So all that's really necessary to better the world is to provide a way for these good ideas to get into the public consciousness in the first place.

Once a really great idea is out there, some part of the status quo is truly doomed-- since those in power won't feel threatened by the concept, and so won't rise to defend what is from what could be. It might take just a few months, or it might take as long as decades, but sooner or later the great idea will take its rightful place in the order of things.

One of the primary purposes behind FLUX is to provide a launching pad for such great new ideas. To offer a fresh new national stage on which innovators may present their concepts to the public.

The world desperately needs new ideas. New ideas mean more options, more choices, more opportunities for everyone. For some, like the starving and the homeless, such ideas can literally mean the difference between life and death. Thousands of children die every day in the Third World, for little more reason than that there's a lack of good, workable ideas on how we might save them. At present we have so few ideas we often think the only way to insure prosperity for some is to deny it to others. We constantly fight and bicker over who to tax next, and by how much; whose government benefits to cut, and whose to expand; how heavy the regulatory and tax burdens can be made on business and individuals without killing them; such behavior is short-sighted, usually unnecessary, and almost always detrimental and unjust to someone.

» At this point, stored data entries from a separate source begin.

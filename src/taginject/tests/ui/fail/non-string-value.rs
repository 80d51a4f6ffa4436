use taginject::Inject;

#[derive(Inject)]
struct Service {
    #[inject = 1]
    name: String,
}

fn main() {}
//! A runtime registry of values keyed by type and by tag.
//!
//! Values are registered in a [`Registry`] under their own type, under an
//! interface they implement, or under a string tag. They are then resolved
//! individually, used to populate the fields of a struct deriving [`Inject`],
//! or passed as arguments to a closure.
//!
//! ```rust
//! use std::sync::Arc;
//!
//! use taginject::prelude::*;
//!
//! #[derive(Default, Inject)]
//! struct Credentials {
//!     name: String,
//!     #[inject("password")]
//!     password: String,
//! }
//!
//! let mut registry = Registry::new();
//! registry
//!     .map(String::from("Ciel"))
//!     .map_tag(String::from("123456"), "password");
//!
//! let mut credentials = Credentials::default();
//! registry.apply(&mut credentials).unwrap();
//! assert_eq!(credentials.name, "Ciel");
//! assert_eq!(credentials.password, "123456");
//!
//! let length = registry
//!     .invoke_tag(&["password"], |password: Arc<String>| password.len())
//!     .unwrap();
//! assert_eq!(length, 6);
//! ```
//!
//! [`Registry`]: container::registry::Registry
//! [`Inject`]: derive@Inject

pub mod container;
pub mod key;
pub mod module;

mod interface;
mod managed;

pub use taginject_derive::Inject;

pub mod prelude {
    pub use crate::container::injector::{
        Cloned, Dependency, Inject, Injector, InjectorError, TypedInjector, UntaggedFields,
    };
    pub use crate::container::registry::{Config, Registry, RegistryError};
    pub use crate::container::{IntoShared, Managed};
    pub use crate::key::TypeKey;
    pub use crate::module::{Configuration, Module};
    pub use crate::Inject;
    pub use crate::{clone_dependency, interface, managed};
}
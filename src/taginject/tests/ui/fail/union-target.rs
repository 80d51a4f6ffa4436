use taginject::Inject;

#[derive(Inject)]
union Bits {
    int: u32,
    float: f32,
}

fn main() {}
use taginject::Inject;

#[derive(Inject)]
struct Service {
    #[inject(custom, custom = "name")]
    name: String,
}

fn main() {}
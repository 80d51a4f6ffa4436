use taginject::Inject;

#[derive(Inject)]
struct Service {
    #[inject("name")]
    #[inject]
    name: String,
}

fn main() {}
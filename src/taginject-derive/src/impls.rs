use proc_macro2::TokenStream as TokenStream2;
use quote::{quote, ToTokens};
use syn::spanned::Spanned;
use syn::{
    Data, DataStruct, DeriveInput, Error as SynError, Fields, Index, Member, Result as SynResult,
    Type,
};

use crate::attrs::{self, AnnotationData, FieldAttributeData};

#[derive(Debug)]
struct FieldData {
    member: Member,
    name: String,
    ty: Type,
    annotations: Vec<AnnotationData>,
}

pub fn expand_implementation(input: DeriveInput) -> SynResult<TokenStream2> {
    let Data::Struct(data) = &input.data else {
        return Err(SynError::new(
            input.ident.span(),
            "`#[derive(Inject)]` can only be used on structs",
        ));
    };

    let fields = parse_fields(data)?;
    expand_inject_implementation(&input, &fields)
}

fn parse_fields(data: &DataStruct) -> SynResult<Vec<FieldData>> {
    let mut res = Vec::new();

    let fields = match &data.fields {
        Fields::Named(fields) => fields.named.iter().collect::<Vec<_>>(),
        Fields::Unnamed(fields) => fields.unnamed.iter().collect(),
        Fields::Unit => Vec::new(),
    };

    for (position, field) in fields.into_iter().enumerate() {
        let FieldAttributeData::Annotations(annotations) =
            attrs::parse_field_attributes(&field.attrs)?
        else {
            continue;
        };

        let (member, name) = match &field.ident {
            Some(ident) => (Member::Named(ident.clone()), ident.to_string()),
            None => (
                Member::Unnamed(Index {
                    index: position as u32,
                    span: field.span(),
                }),
                position.to_string(),
            ),
        };

        res.push(FieldData {
            member,
            name,
            ty: field.ty.clone(),
            annotations,
        });
    }

    Ok(res)
}

fn expand_inject_implementation(
    input: &DeriveInput,
    fields: &[FieldData],
) -> SynResult<TokenStream2> {
    let self_type = &input.ident;
    let (impl_generics, ty_generics, where_clause) = input.generics.split_for_impl();

    let mut predicates = where_clause
        .map(|clause| clause.predicates.iter().map(ToTokens::to_token_stream).collect())
        .unwrap_or_else(Vec::new);
    predicates.extend(fields.iter().map(|field| {
        let ty = &field.ty;
        quote! { #ty: taginject::container::injector::Dependency }
    }));

    let descriptors = fields
        .iter()
        .map(|field| {
            let name = &field.name;
            let type_name = field.ty.to_token_stream().to_string();
            let annotations = field
                .annotations
                .iter()
                .map(|annotation| {
                    let tag = &annotation.tag;
                    match &annotation.value {
                        Some(value) => quote! {
                            taginject::container::injector::Annotation::valued(#tag, #value),
                        },
                        None => quote! {
                            taginject::container::injector::Annotation::marker(#tag),
                        },
                    }
                })
                .collect::<TokenStream2>();

            quote! {
                taginject::container::injector::FieldDescriptor::new(
                    #name,
                    #type_name,
                    &[#annotations],
                ),
            }
        })
        .collect::<TokenStream2>();

    let assignments = fields
        .iter()
        .enumerate()
        .map(|(index, field)| {
            let member = &field.member;
            quote! { #index => self.#member = site.resolve()?, }
        })
        .collect::<TokenStream2>();

    Ok(quote! {
        impl #impl_generics taginject::container::injector::Inject for #self_type #ty_generics
        where
            #(#predicates,)*
        {
            fn fields() -> &'static [taginject::container::injector::FieldDescriptor] {
                const FIELDS: &[taginject::container::injector::FieldDescriptor] = &[
                    #descriptors
                ];
                FIELDS
            }

            #[allow(unused_variables)]
            fn inject_field(
                &mut self,
                index: usize,
                site: taginject::container::injector::FieldSite<'_>,
            ) -> std::result::Result<(), taginject::container::injector::InjectorError> {
                match index {
                    #assignments
                    _ => {}
                }
                Ok(())
            }
        }
    })
}
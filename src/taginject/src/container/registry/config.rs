use std::borrow::Cow;

use crate::container::injector::UntaggedFields;

/// The tag name used when none is configured.
pub const DEFAULT_TAG: &str = "inject";

/// Settings of a [`Registry`](crate::container::registry::Registry).
#[derive(Debug, Clone, PartialEq, Eq)]
pub struct Config {
    tag: Cow<'static, str>,
    untagged: UntaggedFields,
}

impl Config {
    pub fn builder() -> ConfigBuilder {
        ConfigBuilder::new()
    }

    /// Returns the tag name honoured by `apply`.
    pub fn tag(&self) -> &str {
        &self.tag
    }

    /// Returns what `apply` does with fields lacking an annotation.
    pub fn untagged(&self) -> UntaggedFields {
        self.untagged
    }
}

impl Default for Config {
    fn default() -> Self {
        Self {
            tag: Cow::Borrowed(DEFAULT_TAG),
            untagged: UntaggedFields::default(),
        }
    }
}

#[derive(Debug, Clone, Default)]
pub struct ConfigBuilder {
    config: Config,
}

impl ConfigBuilder {
    pub fn new() -> Self {
        Self::default()
    }

    pub fn tag(mut self, tag: impl Into<Cow<'static, str>>) -> Self {
        self.config.tag = tag.into();
        self
    }

    pub fn untagged(mut self, untagged: UntaggedFields) -> Self {
        self.config.untagged = untagged;
        self
    }

    pub fn build(self) -> Config {
        self.config
    }
}

#[cfg(test)]
mod tests {
    use super::*;

    #[test]
    fn config_default_succeeds() {
        let config = Config::default();
        assert_eq!(config.tag(), "inject");
        assert_eq!(config.untagged(), UntaggedFields::Resolve);
        assert_eq!(Config::builder().build(), config);
    }

    #[test]
    fn config_builder_succeeds() {
        let config = Config::builder()
            .tag(String::from("wire"))
            .untagged(UntaggedFields::Skip)
            .build();
        assert_eq!(config.tag(), "wire");
        assert_eq!(config.untagged(), UntaggedFields::Skip);
    }
}
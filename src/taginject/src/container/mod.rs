pub mod injector;
pub mod registry;

mod binding;

use std::collections::HashMap;
use std::path::PathBuf;
use std::sync::Arc;
use std::time::Duration;

use parking_lot::{Mutex, RwLock};

pub use binding::Binding;

/// A type whose values can be stored in and resolved from a registry.
///
/// Concrete types opt in with [`managed!`], which also makes them
/// [`IntoShared`]. Common standard types are [`Managed`] out of the box. Trait
/// object types become [`Managed`] once declared with [`interface!`], which
/// also tells the registry how to find an implementation among concrete
/// bindings.
///
/// Pointer types such as `Arc<T>` and `Box<T>` are never [`Managed`]. A value
/// registered through a pointer is stored under the pointee's key, and asking
/// for a pointer key is rejected at compile time:
///
/// ```rust,compile_fail
/// # use std::sync::Arc;
/// # use taginject::prelude::*;
/// let mut registry = Registry::new();
/// registry.map(1i32);
/// let _ = registry.get::<Arc<i32>>();
/// ```
///
/// [`managed!`]: crate::managed
/// [`interface!`]: crate::interface
pub trait Managed: Send + Sync + 'static {
    /// Whether `Self` is an interface declared with [`interface!`].
    ///
    /// [`interface!`]: crate::interface
    const INTERFACE: bool = false;

    /// Views the value of a concrete binding as `Self`.
    ///
    /// Returns [`None`] unless `Self` is an interface and the binding holds
    /// one of its declared implementations.
    fn cast_from(_binding: &Binding) -> Option<Arc<Self>> {
        None
    }
}

/// A value accepted by the registration methods, normalized to a shared
/// pointer to the type it is bound to.
///
/// A plain [`Managed`] value is bound to its own type, while `Arc<T>` and
/// `Box<T>` are bound to `T`.
pub trait IntoShared {
    /// The type the value is bound to.
    type Target: Managed + ?Sized;

    fn into_shared(self) -> Arc<Self::Target>;
}

impl<T> IntoShared for Arc<T>
where
    T: Managed + ?Sized,
{
    type Target = T;

    fn into_shared(self) -> Arc<Self::Target> {
        self
    }
}

impl<T> IntoShared for Box<T>
where
    T: Managed + ?Sized,
{
    type Target = T;

    fn into_shared(self) -> Arc<Self::Target> {
        Arc::from(self)
    }
}

crate::managed!(
    (),
    String,
    &'static str,
    bool,
    char,
    i8,
    i16,
    i32,
    i64,
    i128,
    isize,
    u8,
    u16,
    u32,
    u64,
    u128,
    usize,
    f32,
    f64,
    PathBuf,
    Duration,
);

impl<T> Managed for Vec<T> where T: Send + Sync + 'static {}

impl<T> IntoShared for Vec<T>
where
    T: Send + Sync + 'static,
{
    type Target = Self;

    fn into_shared(self) -> Arc<Self::Target> {
        Arc::new(self)
    }
}

impl<T> Managed for Option<T> where T: Send + Sync + 'static {}

impl<T> IntoShared for Option<T>
where
    T: Send + Sync + 'static,
{
    type Target = Self;

    fn into_shared(self) -> Arc<Self::Target> {
        Arc::new(self)
    }
}

impl<K, V, S> Managed for HashMap<K, V, S>
where
    K: Send + Sync + 'static,
    V: Send + Sync + 'static,
    S: Send + Sync + 'static,
{
}

impl<K, V, S> IntoShared for HashMap<K, V, S>
where
    K: Send + Sync + 'static,
    V: Send + Sync + 'static,
    S: Send + Sync + 'static,
{
    type Target = Self;

    fn into_shared(self) -> Arc<Self::Target> {
        Arc::new(self)
    }
}

impl<T> Managed for Mutex<T> where T: Send + 'static {}

impl<T> IntoShared for Mutex<T>
where
    T: Send + 'static,
{
    type Target = Self;

    fn into_shared(self) -> Arc<Self::Target> {
        Arc::new(self)
    }
}

impl<T> Managed for RwLock<T> where T: Send + Sync + 'static {}

impl<T> IntoShared for RwLock<T>
where
    T: Send + Sync + 'static,
{
    type Target = Self;

    fn into_shared(self) -> Arc<Self::Target> {
        Arc::new(self)
    }
}
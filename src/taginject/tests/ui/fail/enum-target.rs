use taginject::Inject;

#[derive(Inject)]
enum Shape {
    Circle,
    Square,
}

fn main() {}
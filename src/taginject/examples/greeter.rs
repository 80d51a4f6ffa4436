use std::error::Error;
use std::sync::Arc;

use taginject::prelude::*;

fn main() -> Result<(), Box<dyn Error + Send + Sync>> {
    let mut shared = Registry::new();
    shared.install(CommonModule::new("greeter"))?;

    let mut registry = Registry::new();
    registry.set_parent(Arc::new(shared)).install(GreeterModule)?;

    let mut app = App::default();
    registry.apply(&mut app)?;
    app.run();

    registry.invoke_tag(&["chinese"], |greeter: Arc<dyn Greeter>, logger: Arc<dyn Logger>| {
        logger.log("Greeting from an invoked closure:");
        greeter.greet(&*logger);
    })?;

    Ok(())
}

struct CommonModule {
    app_name: &'static str,
}

impl CommonModule {
    fn new(app_name: &'static str) -> Self {
        Self { app_name }
    }
}

impl Module for CommonModule {
    fn configure(&self, registry: &mut Registry) -> Result<(), Box<dyn Error + Send + Sync>> {
        registry
            .map_tag(self.app_name, "app_name")
            .map(ConsoleLogger {
                app_name: self.app_name,
            });
        Ok(())
    }
}

struct GreeterModule;

impl Module for GreeterModule {
    fn configure(&self, registry: &mut Registry) -> Result<(), Box<dyn Error + Send + Sync>> {
        registry
            .map_tag(EnglishGreeter, "english")
            .map_tag(ChineseGreeter, "chinese");
        Ok(())
    }
}

trait Logger: Send + Sync + 'static {
    fn log(&self, message: &str);
}

struct ConsoleLogger {
    app_name: &'static str,
}

impl Logger for ConsoleLogger {
    fn log(&self, message: &str) {
        eprintln!("[{}] {}", self.app_name, message);
    }
}

managed!(ConsoleLogger);
interface!(dyn Logger = [ConsoleLogger]);

trait Greeter: Send + Sync + 'static {
    fn greet(&self, logger: &dyn Logger);
}

struct EnglishGreeter;

impl Greeter for EnglishGreeter {
    fn greet(&self, logger: &dyn Logger) {
        logger.log("Hello World!");
    }
}

struct ChineseGreeter;

impl Greeter for ChineseGreeter {
    fn greet(&self, logger: &dyn Logger) {
        logger.log("你好世界!");
    }
}

managed!(EnglishGreeter, ChineseGreeter);
interface!(dyn Greeter = [EnglishGreeter, ChineseGreeter]);

#[derive(Inject)]
struct App {
    #[inject("app_name")]
    name: &'static str,
    logger: Arc<dyn Logger>,
    #[inject("english")]
    english: Arc<dyn Greeter>,
    #[inject("chinese")]
    chinese: Arc<dyn Greeter>,
}

impl Default for App {
    fn default() -> Self {
        Self {
            name: "",
            logger: Arc::new(ConsoleLogger { app_name: "" }),
            english: Arc::new(EnglishGreeter),
            chinese: Arc::new(EnglishGreeter),
        }
    }
}

impl App {
    fn run(&self) {
        self.logger
            .log(&format!("Greeting from {} managed values:", self.name));
        for greeter in [&self.english, &self.chinese] {
            greeter.greet(&*self.logger);
        }
    }
}
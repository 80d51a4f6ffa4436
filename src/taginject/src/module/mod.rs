use std::error::Error;

use crate::container::registry::Registry;

/// A bundle of registrations.
pub trait Module: 'static {
    fn configure(&self, registry: &mut Registry) -> Result<(), Box<dyn Error + Send + Sync>>;
}

impl<F> Module for F
where
    F: Fn(&mut Registry) -> Result<(), Box<dyn Error + Send + Sync>> + 'static,
{
    fn configure(&self, registry: &mut Registry) -> Result<(), Box<dyn Error + Send + Sync>> {
        self(registry)
    }
}

/// A list of modules configured in insertion order.
///
/// Configuration stops at the first failing module.
#[derive(Default)]
pub struct Configuration {
    modules: Vec<Box<dyn Module>>,
}

impl Configuration {
    pub fn new() -> Self {
        Default::default()
    }

    pub fn with<M: Module>(mut self, module: M) -> Self {
        self.modules.push(Box::new(module));
        self
    }

    pub fn compose(mut self, mut other: Configuration) -> Self {
        self.modules.append(&mut other.modules);
        self
    }

    pub fn len(&self) -> usize {
        self.modules.len()
    }

    pub fn is_empty(&self) -> bool {
        self.modules.is_empty()
    }
}

impl Module for Configuration {
    fn configure(&self, registry: &mut Registry) -> Result<(), Box<dyn Error + Send + Sync>> {
        self.modules
            .iter()
            .try_for_each(|module| module.configure(registry))
    }
}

Suffering a shortage of ideas, we find ourselves again and again engaged in the "zero-sum" games described before-- contests which dictate that someone lose for each that wins.

Thus do we institutionalize the evolutionary theory of the "survival of the fittest". From knowledge accumulated over the past few centuries, we've come to believe that such may be the most advanced way to resolve problems. That "losers deserve to lose", whether it be in the arena of tooth and claw, or politics and economics.

But that philosophy is obsolete.

New scientific discoveries now indicate that that theory may be severely flawed. More and more, evolutionary success appears not to be based on straightforward competition between species, but of mostly random selection incurred by changes in the environment.

More and more, it appears the secret to evolutionary success has not been so much competition between species, but diversification in the means of survival, which reduces direct competition between species(!) while increasing in other ways the chances that some will survive even the most catastrophic changes in the surrounding environment; changes such as the comet or asteroid strike which doomed the dinosaurs.

In other words, evolutionary success is based less on competition and more on lots of new ideas being regularly thrown into the mix.

The truth is that everyone can win, given sufficient options. There is no need to rob Peter to pay Paul. No need for a quota of losers to justify every winner.

All that's really needed is a plentiful supply of good new ideas to play with and choose from.

We at FLUX believe the critical shortage of good ideas is a major source of the world's problems today.

This shortage limits the options of our leaders in tackling tough social and economic problems, and makes it difficult for all of us to maintain our present living standards, much less raise them.

That light on the far horizon

Will our global future be one of shortages, technology-based dislocations, and both trade and nuclear wars? Or will it be one of plenty, with employment opportunities limited only by the imagination, and a human economy expanding to the stars, thereby deflating pressures for economic protectionism or military adventures?

Is that glow on our horizon the nuclear fire of an apocalyptic "Mad Max" future? Or the shining cities of a "Star Trek" utopia?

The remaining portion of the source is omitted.